Digital news: change doesn’t have to be scary

By Meg Dedyne

Digital news is an aspect of media I have been interested in for some time. As I am interested in pursuing digital media interests in the public relations world, I am also fascinated with how the digital news landscape is changing and evolving, especially with my generation and generations to come.

I once had a mentor tell me that her biggest pet peeve during interviews for intern candidates was usually when she asked the candidates where they get their source of news and they responded, “social media.” From that point on, I have always strayed away from using that statement in an interview and even tried to broaden my sources of digital news. After reading this article from the Pew Research Center, I realized that the fact of the matter is, obtaining our news from social media or technology platforms is common, inevitable and not always a bad thing.

The research states that 38 percent of U.S. adults go to digital sources to receive their news, which is just behind television news. This challenged my original thought of digital news sources, including apps and social networking sites. As I had stated previously, I was under the impression that using digital news as your main source of media coverage, was something people frowned upon. Reading that many Americans get their news this way, not only surprised me, but also made me come to a realization. As future professionals influencing the media, we need to be that much more conscious of the credibility and accuracy of the information people are getting through digital news.

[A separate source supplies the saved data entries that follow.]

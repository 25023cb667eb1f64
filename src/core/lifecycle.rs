//! Layer 10: Lifecycle authorization
//!
//! Who may move a ticket, decided from the capability table plus the
//! ticket's assignment set. Pure - the caller supplies what it read.
//!
//! The rules, in check order:
//! - clients never transition anything, their own tickets included;
//! - terminal tickets accept no transitions from anyone;
//! - executives may transition without an assignment;
//! - assigned staff may transition, but resolving also needs the role's
//!   resolve capability;
//! - everyone else is denied (the read path stays open).

use serde::{Deserialize, Serialize};

use super::capability::Capabilities;
use super::domain::Role;
use super::error::{CoreError, DeniedAction, PermissionError};
use super::identity::{ClientId, UserId};
use super::status::TicketStatus;
use super::ticket::Ticket;

/// The acting user, as reported by the identity collaborator.
///
/// Trusted input: this core does not authenticate anyone.
#[derive(Clone, Copy, Debug, PartialEq, Eq, Serialize, Deserialize)]
pub struct Actor {
    pub user_id: UserId,
    pub role: Role,
    /// The actor's own client record, present only for client users.
    pub client_id: Option<ClientId>,
}

impl Actor {
    pub fn staff(user_id: UserId, role: Role) -> Self {
        Self {
            user_id,
            role,
            client_id: None,
        }
    }

    pub fn client(user_id: UserId, client_id: ClientId) -> Self {
        Self {
            user_id,
            role: Role::Client,
            client_id: Some(client_id),
        }
    }
}

/// Authorize `actor` to move `ticket` to `to`.
///
/// `assigned` is whether the actor appears in the ticket's assignment
/// set, read by the caller from the persistence collaborator.
pub fn authorize_transition(
    actor: &Actor,
    assigned: bool,
    ticket: &Ticket,
    to: TicketStatus,
) -> Result<(), CoreError> {
    if actor.role == Role::Client {
        return Err(PermissionError {
            role: actor.role,
            action: DeniedAction::Transition(to),
            reason: "clients may only view tickets",
        }
        .into());
    }

    ticket.status.check_transition(to)?;

    let caps = Capabilities::for_role(actor.role);
    if caps.is_executive {
        return Ok(());
    }
    if !assigned {
        return Err(PermissionError {
            role: actor.role,
            action: DeniedAction::Transition(to),
            reason: "not assigned to this ticket",
        }
        .into());
    }
    if to == TicketStatus::Resolved && !caps.can_resolve {
        return Err(PermissionError {
            role: actor.role,
            action: DeniedAction::Transition(to),
            reason: "role may not resolve tickets",
        }
        .into());
    }
    Ok(())
}

/// Whether the actor may read this ticket and its comments.
///
/// Staff see everything; clients see only tickets tied to their own
/// client record.
pub fn can_view(actor: &Actor, ticket: &Ticket) -> bool {
    if actor.role != Role::Client {
        return true;
    }
    match (actor.client_id, ticket.client_id) {
        (Some(mine), Some(theirs)) => mine == theirs,
        _ => false,
    }
}

#[cfg(test)]
mod tests {
    use super::*;
    use crate::core::domain::{Priority, TicketType};
    use crate::core::metadata::TicketMetadata;
    use crate::core::sla::{SlaEntry, SlaTable};
    use crate::core::ticket::TicketDraft;
    use crate::core::time::WallClock;

    const T0: WallClock = WallClock(1_700_000_000_000);

    fn ticket_for(client_id: Option<ClientId>) -> Ticket {
        let sla = SlaTable::from_entries([SlaEntry {
            ticket_type: TicketType::VolumeShortfall,
            hours: 48,
            priority: Priority::High,
        }])
        .unwrap();
        let creator = Actor::staff(UserId::generate(), Role::AccountManager);
        Ticket::create(
            TicketDraft {
                ticket_type: TicketType::VolumeShortfall,
                title: None,
                description: "short of plan".to_string(),
                client_id,
                metadata: TicketMetadata::VolumeShortfall {
                    expected_applications: 25,
                    actual_applications: 15,
                    time_period: "2025-07-01".to_string(),
                },
            },
            &creator,
            &sla,
            T0,
        )
        .unwrap()
    }

    #[test]
    fn client_is_always_denied_even_when_assigned() {
        let ticket = ticket_for(Some(ClientId::generate()));
        let actor = Actor::client(UserId::generate(), ticket.client_id.unwrap());
        for to in [
            TicketStatus::InProgress,
            TicketStatus::Resolved,
            TicketStatus::Closed,
        ] {
            let err = authorize_transition(&actor, true, &ticket, to).unwrap_err();
            assert!(matches!(err, CoreError::Permission(_)), "{to:?}");
        }
    }

    #[test]
    fn executive_transitions_without_assignment() {
        let ticket = ticket_for(None);
        for role in [Role::Cro, Role::Coo, Role::Ceo] {
            let actor = Actor::staff(UserId::generate(), role);
            assert!(authorize_transition(&actor, false, &ticket, TicketStatus::Resolved).is_ok());
        }
    }

    #[test]
    fn executive_still_blocked_on_terminal_tickets() {
        let mut ticket = ticket_for(None);
        ticket
            .apply_transition(TicketStatus::Resolved, T0)
            .unwrap();
        let actor = Actor::staff(UserId::generate(), Role::Ceo);
        let err = authorize_transition(&actor, false, &ticket, TicketStatus::Open).unwrap_err();
        assert!(matches!(err, CoreError::InvalidTransition(_)));
    }

    #[test]
    fn unassigned_staff_is_denied() {
        let ticket = ticket_for(None);
        let actor = Actor::staff(UserId::generate(), Role::AccountManager);
        let err =
            authorize_transition(&actor, false, &ticket, TicketStatus::InProgress).unwrap_err();
        assert!(matches!(err, CoreError::Permission(_)));
    }

    #[test]
    fn assigned_manager_may_resolve_but_assigned_support_may_not() {
        let ticket = ticket_for(None);

        let manager = Actor::staff(UserId::generate(), Role::AccountManager);
        assert!(authorize_transition(&manager, true, &ticket, TicketStatus::Resolved).is_ok());

        let support = Actor::staff(UserId::generate(), Role::CallSupport);
        assert!(authorize_transition(&support, true, &ticket, TicketStatus::InProgress).is_ok());
        let err = authorize_transition(&support, true, &ticket, TicketStatus::Resolved).unwrap_err();
        assert!(matches!(err, CoreError::Permission(_)));
    }

    #[test]
    fn clients_view_only_their_own_tickets() {
        let mine = ClientId::generate();
        let ticket = ticket_for(Some(mine));
        let me = Actor::client(UserId::generate(), mine);
        let someone_else = Actor::client(UserId::generate(), ClientId::generate());
        let staff = Actor::staff(UserId::generate(), Role::CallSupport);

        assert!(can_view(&me, &ticket));
        assert!(!can_view(&someone_else, &ticket));
        assert!(can_view(&staff, &ticket));

        let orphan = ticket_for(None);
        assert!(!can_view(&me, &orphan));
    }
}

It wasn’t a surprise to me that 65 percent of U.S. adults said they learned about the 2016 presidential election news from digital sources. In a campaigns class I took this past fall, we analyzed the difference between the role of social and digital media in the 2016 election, compared to the 2012 election. Just using digital media during election season personally, I noticed the different tactics used by Donald Trump and Hillary Clinton before the election. There were digital ads, fundraising pleas and fact checking tweets used on social and digital media. I came to the realization that as journalists, writers and public relations professionals, it’s now more important than ever to make sure the digital news we are producing is an accurate and credible source for our audiences.

Photo: Olivia Weber; Meg Dedyne at the NAFSA conference.

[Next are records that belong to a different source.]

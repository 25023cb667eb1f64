//! Bulk user provisioning.
//!
//! Processes submitted user rows against the identity collaborator:
//! normalize, create the login, then insert the profile row. A bad row
//! never aborts the pass - every row gets its own outcome, and a profile
//! insert failure does not undo the login it follows.

use serde::{Deserialize, Serialize};

use crate::core::{Role, UserId};
use crate::store::{IdentityAdmin, StoreError};

/// One submitted row, fields as received (untrimmed, case unnormalized).
#[derive(Clone, Debug, Default, Serialize, Deserialize)]
pub struct NewUserRow {
    #[serde(default)]
    pub name: String,
    #[serde(default)]
    pub email: String,
    #[serde(default)]
    pub password: String,
    #[serde(default)]
    pub role: String,
    #[serde(default)]
    pub department: String,
}

/// Profile row written for a created login.
#[derive(Clone, Debug, PartialEq, Eq, Serialize, Deserialize)]
pub struct UserProfile {
    pub id: UserId,
    pub name: String,
    pub email: String,
    pub role: Role,
    pub department: Option<String>,
    pub is_active: bool,
}

/// What happened to one row.
#[derive(Clone, Debug)]
pub enum RowOutcome {
    Created { email: String, user_id: UserId },
    SkippedInvalid { row: usize, reason: String },
    AlreadyRegistered { email: String },
    LoginFailed { email: String, error: StoreError },
    ProfileInsertFailed {
        email: String,
        user_id: UserId,
        error: StoreError,
    },
}

/// Per-row outcomes for a whole provisioning pass.
#[derive(Clone, Debug, Default)]
pub struct ProvisionReport {
    pub outcomes: Vec<RowOutcome>,
}

impl ProvisionReport {
    pub fn created(&self) -> usize {
        self.outcomes
            .iter()
            .filter(|o| matches!(o, RowOutcome::Created { .. }))
            .count()
    }

    pub fn skipped(&self) -> usize {
        self.outcomes
            .iter()
            .filter(|o| matches!(o, RowOutcome::SkippedInvalid { .. }))
            .count()
    }

    pub fn failed(&self) -> usize {
        self.outcomes
            .iter()
            .filter(|o| {
                matches!(
                    o,
                    RowOutcome::AlreadyRegistered { .. }
                        | RowOutcome::LoginFailed { .. }
                        | RowOutcome::ProfileInsertFailed { .. }
                )
            })
            .count()
    }
}

struct NormalizedRow {
    name: String,
    email: String,
    password: String,
    role: Role,
    department: Option<String>,
}

fn normalize(row: &NewUserRow) -> Result<NormalizedRow, String> {
    let name = row.name.trim();
    let email = row.email.trim().to_lowercase();
    let password = row.password.trim();
    let role_raw = row.role.trim();

    if name.is_empty() || email.is_empty() || password.is_empty() || role_raw.is_empty() {
        return Err("missing required field (name, email, password, role)".to_string());
    }
    let role = Role::parse(role_raw).ok_or_else(|| format!("unknown role `{role_raw}`"))?;

    let department = row.department.trim();
    Ok(NormalizedRow {
        name: name.to_string(),
        email,
        password: password.to_string(),
        role,
        department: (!department.is_empty()).then(|| department.to_string()),
    })
}

/// Run a provisioning pass over `rows`.
pub fn provision_users<A: IdentityAdmin>(admin: &mut A, rows: &[NewUserRow]) -> ProvisionReport {
    let mut report = ProvisionReport::default();

    for (idx, raw) in rows.iter().enumerate() {
        let row = match normalize(raw) {
            Ok(row) => row,
            Err(reason) => {
                tracing::warn!(row = idx, %reason, "skipping invalid row");
                report
                    .outcomes
                    .push(RowOutcome::SkippedInvalid { row: idx, reason });
                continue;
            }
        };

        let user_id = match admin.create_login(&row.email, &row.password) {
            Ok(id) => id,
            Err(StoreError::AlreadyRegistered { email }) => {
                tracing::warn!(%email, "login already registered");
                report.outcomes.push(RowOutcome::AlreadyRegistered { email });
                continue;
            }
            Err(error) => {
                tracing::warn!(email = %row.email, %error, "login creation failed");
                report.outcomes.push(RowOutcome::LoginFailed {
                    email: row.email,
                    error,
                });
                continue;
            }
        };

        let profile = UserProfile {
            id: user_id,
            name: row.name,
            email: row.email.clone(),
            role: row.role,
            department: row.department,
            is_active: true,
        };
        match admin.insert_profile(&profile) {
            Ok(()) => {
                tracing::info!(email = %row.email, user = %user_id, "user provisioned");
                report.outcomes.push(RowOutcome::Created {
                    email: row.email,
                    user_id,
                });
            }
            Err(error) => {
                // The login stays; only the profile row is missing.
                tracing::warn!(email = %row.email, %error, "profile insert failed");
                report.outcomes.push(RowOutcome::ProfileInsertFailed {
                    email: row.email,
                    user_id,
                    error,
                });
            }
        }
    }

    report
}

#[cfg(test)]
mod tests {
    use super::*;
    use crate::test_harness::MemDirectory;

    fn row(name: &str, email: &str, role: &str) -> NewUserRow {
        NewUserRow {
            name: name.to_string(),
            email: email.to_string(),
            password: "hunter2xx".to_string(),
            role: role.to_string(),
            department: "Operations".to_string(),
        }
    }

    #[test]
    fn pass_creates_valid_rows_and_skips_bad_ones() {
        let mut dir = MemDirectory::default();
        let rows = vec![
            row("Asha", " Asha@Example.COM ", "account_manager"),
            NewUserRow::default(), // everything missing
            row("Lee", "lee@example.com", "astronaut"),
            row("Mona", "mona@example.com", "call_support"),
        ];
        let report = provision_users(&mut dir, &rows);

        assert_eq!(report.created(), 2);
        assert_eq!(report.skipped(), 2);
        assert_eq!(report.failed(), 0);

        // Email was trimmed and lowercased before the login was created.
        assert!(dir.logins.contains_key("asha@example.com"));
        let profile = dir
            .profiles
            .iter()
            .find(|p| p.email == "asha@example.com")
            .unwrap();
        assert_eq!(profile.role, Role::AccountManager);
        assert_eq!(profile.department.as_deref(), Some("Operations"));
        assert!(profile.is_active);
    }

    #[test]
    fn duplicate_registration_is_reported_not_fatal() {
        let mut dir = MemDirectory::default();
        let rows = vec![
            row("Asha", "asha@example.com", "sales"),
            row("Asha Again", "asha@example.com", "sales"),
            row("Lee", "lee@example.com", "ceo"),
        ];
        let report = provision_users(&mut dir, &rows);

        assert_eq!(report.created(), 2);
        assert_eq!(report.failed(), 1);
        assert!(matches!(
            report.outcomes[1],
            RowOutcome::AlreadyRegistered { .. }
        ));
    }

    #[test]
    fn profile_failure_keeps_the_login() {
        let mut dir = MemDirectory::default();
        dir.fail_profile_insert = Some(StoreError::backend(
            "insert_profile",
            "connection reset",
            true,
        ));
        let report = provision_users(&mut dir, &[row("Asha", "asha@example.com", "coo")]);

        assert_eq!(report.created(), 0);
        assert_eq!(report.failed(), 1);
        assert!(matches!(
            report.outcomes[0],
            RowOutcome::ProfileInsertFailed { .. }
        ));
        assert!(dir.logins.contains_key("asha@example.com"));
        assert!(dir.profiles.is_empty());
    }
}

The article speaks a bit to audiences, specifically regarding mobile audiences. Something I have learned in the past few years, is that different groups of people respond differently to digital news. Last May, I was fortunate enough to attend the NAFSA: Association of International Educators annual conference in Denver. I learned a lot about which social and digital media platforms interested the international audience. This conference came to mind while reading this article. It’s just as important to make sure digital news, that can help a group of people, is getting to the right audience as it is making sure the digital news produced is trustworthy.